Stored data entries:
Segment Open

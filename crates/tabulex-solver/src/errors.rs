use thiserror::Error;

/// Result type for solver operations
pub type Result<T> = std::result::Result<T, SolverError>;

/// Errors raised while validating a problem, before any pivot work
#[derive(Error, Debug, Clone, PartialEq, Eq)]
pub enum SolverError {
    /// A constraint row does not match the objective width
    #[error("constraint row {row} has {got} coefficients, expected {expected}")]
    ConstraintWidth {
        row: usize,
        expected: usize,
        got: usize,
    },

    /// The RHS vector does not match the number of constraints
    #[error("RHS vector has {got} entries, expected {expected}")]
    RhsLength { expected: usize, got: usize },

    /// The operator list does not match the number of constraints
    #[error("operator list has {got} entries, expected {expected}")]
    OperatorLength { expected: usize, got: usize },
}
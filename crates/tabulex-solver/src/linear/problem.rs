use serde::{Deserialize, Serialize};

use crate::errors::{Result, SolverError};

/// Sentido de optimización del problema
#[derive(Debug, Clone, Copy, PartialEq, Eq, Serialize, Deserialize)]
pub enum Sense {
    #[serde(rename = "maximization")]
    Maximization,
    #[serde(rename = "minimization")]
    Minimization,
}

/// Operador relacional de una restricción
#[derive(Debug, Clone, Copy, PartialEq, Eq, Serialize, Deserialize)]
pub enum ConstraintOp {
    #[serde(rename = "<=")]
    Le,
    #[serde(rename = ">=")]
    Ge,
    #[serde(rename = "=")]
    Eq,
}

impl ConstraintOp {
    /// Operador resultante de multiplicar la restricción por −1
    pub fn flip(self) -> Self {
        match self {
            ConstraintOp::Le => ConstraintOp::Ge,
            ConstraintOp::Ge => ConstraintOp::Le,
            ConstraintOp::Eq => ConstraintOp::Eq,
        }
    }
}

/// Problema de Programación Lineal en forma de entrada
///
/// ```text
/// max/min  z = C · x
/// s.a.     LI · x  (<=|>=|=)  LD
///          x >= 0
/// ```
///
/// Los nombres de campo en el JSON son los del adaptador externo:
/// `problem_type`, `C`, `LI`, `LD`, `O`.
#[derive(Debug, Clone, PartialEq, Serialize, Deserialize)]
pub struct LpProblem {
    /// `"maximization"` o `"minimization"`
    #[serde(rename = "problem_type")]
    pub sense: Sense,

    /// Coeficientes de la función objetivo (n elementos)
    #[serde(rename = "C")]
    pub objective: Vec<f64>,

    /// Matriz de restricciones (m filas × n columnas)
    #[serde(rename = "LI")]
    pub constraints: Vec<Vec<f64>>,

    /// Lado derecho (m elementos)
    #[serde(rename = "LD")]
    pub rhs: Vec<f64>,

    /// Operadores relacionales (m elementos)
    #[serde(rename = "O")]
    pub operators: Vec<ConstraintOp>,
}

impl LpProblem {
    /// Número de variables de decisión
    pub fn num_vars(&self) -> usize {
        self.objective.len()
    }

    /// Número de restricciones
    pub fn num_constraints(&self) -> usize {
        self.constraints.len()
    }

    /// Verificar la forma del problema antes de cualquier pivoteo
    pub fn validate(&self) -> Result<()> {
        let n = self.objective.len();
        let m = self.constraints.len();

        for (i, row) in self.constraints.iter().enumerate() {
            if row.len() != n {
                return Err(SolverError::ConstraintWidth {
                    row: i,
                    expected: n,
                    got: row.len(),
                });
            }
        }

        if self.rhs.len() != m {
            return Err(SolverError::RhsLength {
                expected: m,
                got: self.rhs.len(),
            });
        }

        if self.operators.len() != m {
            return Err(SolverError::OperatorLength {
                expected: m,
                got: self.operators.len(),
            });
        }

        Ok(())
    }
}

#[cfg(test)]
mod tests {
    use super::*;

    fn sample() -> LpProblem {
        LpProblem {
            sense: Sense::Maximization,
            objective: vec![3.0, 5.0],
            constraints: vec![vec![1.0, 0.0], vec![0.0, 2.0], vec![3.0, 2.0]],
            rhs: vec![4.0, 12.0, 18.0],
            operators: vec![ConstraintOp::Le, ConstraintOp::Le, ConstraintOp::Le],
        }
    }

    #[test]
    fn test_validate_ok() {
        assert!(sample().validate().is_ok());
    }

    #[test]
    fn test_validate_constraint_width() {
        let mut problem = sample();
        problem.constraints[1] = vec![1.0];
        assert_eq!(
            problem.validate(),
            Err(SolverError::ConstraintWidth {
                row: 1,
                expected: 2,
                got: 1
            })
        );
    }

    #[test]
    fn test_validate_rhs_length() {
        let mut problem = sample();
        problem.rhs.pop();
        assert_eq!(
            problem.validate(),
            Err(SolverError::RhsLength {
                expected: 3,
                got: 2
            })
        );
    }

    #[test]
    fn test_validate_operator_length() {
        let mut problem = sample();
        problem.operators.push(ConstraintOp::Ge);
        assert_eq!(
            problem.validate(),
            Err(SolverError::OperatorLength {
                expected: 3,
                got: 4
            })
        );
    }

    #[test]
    fn test_flip() {
        assert_eq!(ConstraintOp::Le.flip(), ConstraintOp::Ge);
        assert_eq!(ConstraintOp::Ge.flip(), ConstraintOp::Le);
        assert_eq!(ConstraintOp::Eq.flip(), ConstraintOp::Eq);
    }
}
pub mod matrix;

// Re-exports
pub use matrix::{Matrix, MatrixError};
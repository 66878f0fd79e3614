use super::snapshot::TableauSnapshot;
use super::tableau::Tableau;

/// Límite de iteraciones para cortar ciclos por degeneración
pub const MAX_ITERATIONS: usize = 50;

/// Fase del algoritmo, usada en los títulos de las instantáneas
///
/// `Single` es la pasada única de los problemas sin artificiales.
#[derive(Debug, Clone, Copy, PartialEq, Eq)]
pub enum Phase {
    Single,
    One,
    Two,
}

impl Phase {
    pub fn label(self) -> u8 {
        match self {
            Phase::Single => 0,
            Phase::One => 1,
            Phase::Two => 2,
        }
    }
}

/// Resultado del bucle de pivoteo
#[derive(Debug, Clone, Copy, PartialEq, Eq)]
pub enum LoopStatus {
    Optimal,
    Unbounded,
    IterationCap,
}

/// Ejecutar el bucle de iteraciones del Simplex sobre un tableau dado
///
/// Cada iteración agrega una instantánea al historial antes de decidir:
/// la última instantánea de una corrida óptima es el tableau final. El
/// desplazamiento `iter_offset` mantiene la numeración continua entre
/// fases.
pub fn run_iterations(
    tableau: &mut Tableau,
    phase: Phase,
    iter_offset: usize,
    history: &mut Vec<TableauSnapshot>,
) -> LoopStatus {
    for iteration in 1..=MAX_ITERATIONS {
        let title = format!(
            "Fase {} - Iteración {}",
            phase.label(),
            iteration + iter_offset
        );
        history.push(TableauSnapshot::capture(tableau, title));

        // 1. Comprobar optimalidad
        if tableau.is_optimal() {
            return LoopStatus::Optimal;
        }

        // 2. Variable entrante: costo reducido más negativo
        let entering = tableau.find_entering_variable();

        // 3. Variable saliente por razón mínima; sin candidata => no acotado
        let leaving = match tableau.find_leaving_variable(entering) {
            Some(row) => row,
            None => return LoopStatus::Unbounded,
        };

        // 4. Pivoteo de Gauss-Jordan
        tableau.pivot(entering, leaving);
    }

    LoopStatus::IterationCap
}
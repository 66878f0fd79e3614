use super::variable::Variable;

/// Tolerancia uniforme para comparaciones de punto flotante
pub const TOL: f64 = 1e-9;

/// Tableau del método Simplex
///
/// ```text
///        x₁  x₂  s₁  s₂  s₃ | LD
/// s₁  [  1   0   1   0   0 |  4 ]
/// s₂  [  0   2   0   1   0 | 12 ]
/// s₃  [  3   2   0   0   1 | 18 ]
///     [---------------------+----]
/// z   [ -3  -5   0   0   0 |  0 ]
/// ```
///
/// La última fila es la fila objetivo (costos reducidos más el valor
/// actual de z, con el signo acarreado); la última columna es el LD.
#[derive(Debug, Clone)]
pub struct Tableau {
    /// Datos del tableau ((m+1) filas × (k+1) columnas)
    pub data: Vec<Vec<f64>>,

    /// Una etiqueta por columna de valores
    pub var_names: Vec<Variable>,

    /// Variable básica actual por fila de restricción
    pub basis: Vec<Variable>,
}

impl Tableau {
    /// Número de filas de restricción
    pub fn num_constraints(&self) -> usize {
        self.data.len() - 1
    }

    /// Verificar si la solución actual es óptima
    ///
    /// Óptimo cuando ningún costo reducido es menor que −TOL.
    pub fn is_optimal(&self) -> bool {
        let m = self.num_constraints();
        self.data[m][..self.var_names.len()]
            .iter()
            .all(|&coeff| coeff >= -TOL)
    }

    /// Columna de la variable entrante: el costo reducido más negativo
    ///
    /// Empates se resuelven por el índice de columna más bajo. Se asume
    /// que el llamador ya descartó la optimalidad.
    pub fn find_entering_variable(&self) -> usize {
        let objective_row = &self.data[self.num_constraints()];
        let mut entering = 0;
        for j in 1..self.var_names.len() {
            if objective_row[j] < objective_row[entering] {
                entering = j;
            }
        }
        entering
    }

    /// Fila de la variable saliente (test de razón mínima)
    ///
    /// Solo participan filas con coeficiente mayor que TOL en la columna
    /// entrante; empates se resuelven por el índice de fila más bajo.
    /// `None` significa problema no acotado.
    pub fn find_leaving_variable(&self, entering: usize) -> Option<usize> {
        let m = self.num_constraints();
        let rhs_col = self.var_names.len();

        let mut min_ratio = f64::INFINITY;
        let mut leaving = None;

        for i in 0..m {
            let coeff = self.data[i][entering];
            if coeff > TOL {
                let ratio = self.data[i][rhs_col] / coeff;
                if ratio < min_ratio {
                    min_ratio = ratio;
                    leaving = Some(i);
                }
            }
        }

        leaving
    }

    /// Pivoteo de Gauss-Jordan sobre (fila saliente, columna entrante)
    pub fn pivot(&mut self, entering: usize, leaving: usize) {
        let total_cols = self.var_names.len() + 1;

        self.basis[leaving] = self.var_names[entering];

        // Normalizar la fila pivote
        let pivot_element = self.data[leaving][entering];
        for j in 0..total_cols {
            self.data[leaving][j] /= pivot_element;
        }

        // Anular la columna entrante en las demás filas, incluida la fila z
        for i in 0..self.data.len() {
            if i != leaving {
                let factor = self.data[i][entering];
                for j in 0..total_cols {
                    self.data[i][j] -= factor * self.data[leaving][j];
                }
            }
        }
    }

    /// Valor objetivo actual (esquina inferior derecha)
    pub fn objective_value(&self) -> f64 {
        let m = self.num_constraints();
        self.data[m][self.var_names.len()]
    }

    /// Índice de columna de una variable, si sigue presente
    pub fn column_of(&self, var: Variable) -> Option<usize> {
        self.var_names.iter().position(|&v| v == var)
    }
}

Segment Closed

THE TASK:
With the first line of the records as the start and the line holding "optimización del problema" as the end, please copy exactly those lines and no others.

FINISHED EXERCISE:
filename crates/tabulex-solver/src/errors.rs
use thiserror::Error;

/// Result type for solver operations
pub type Result<T> = std::result::Result<T, SolverError>;

/// Errors raised while validating a problem, before any pivot work
#[derive(Error, Debug, Clone, PartialEq, Eq)]
pub enum SolverError {
    /// A constraint row does not match the objective width
    #[error("constraint row {row} has {got} coefficients, expected {expected}")]
    ConstraintWidth {
        row: usize,
        expected: usize,
        got: usize,
    },

    /// The RHS vector does not match the number of constraints
    #[error("RHS vector has {got} entries, expected {expected}")]
    RhsLength { expected: usize, got: usize },

    /// The operator list does not match the number of constraints
    #[error("operator list has {got} entries, expected {expected}")]
    OperatorLength { expected: usize, got: usize },
}
filename crates/tabulex-solver/src/linear/problem.rs
use serde::{Deserialize, Serialize};

use crate::errors::{Result, SolverError};

/// Sentido de optimización del problema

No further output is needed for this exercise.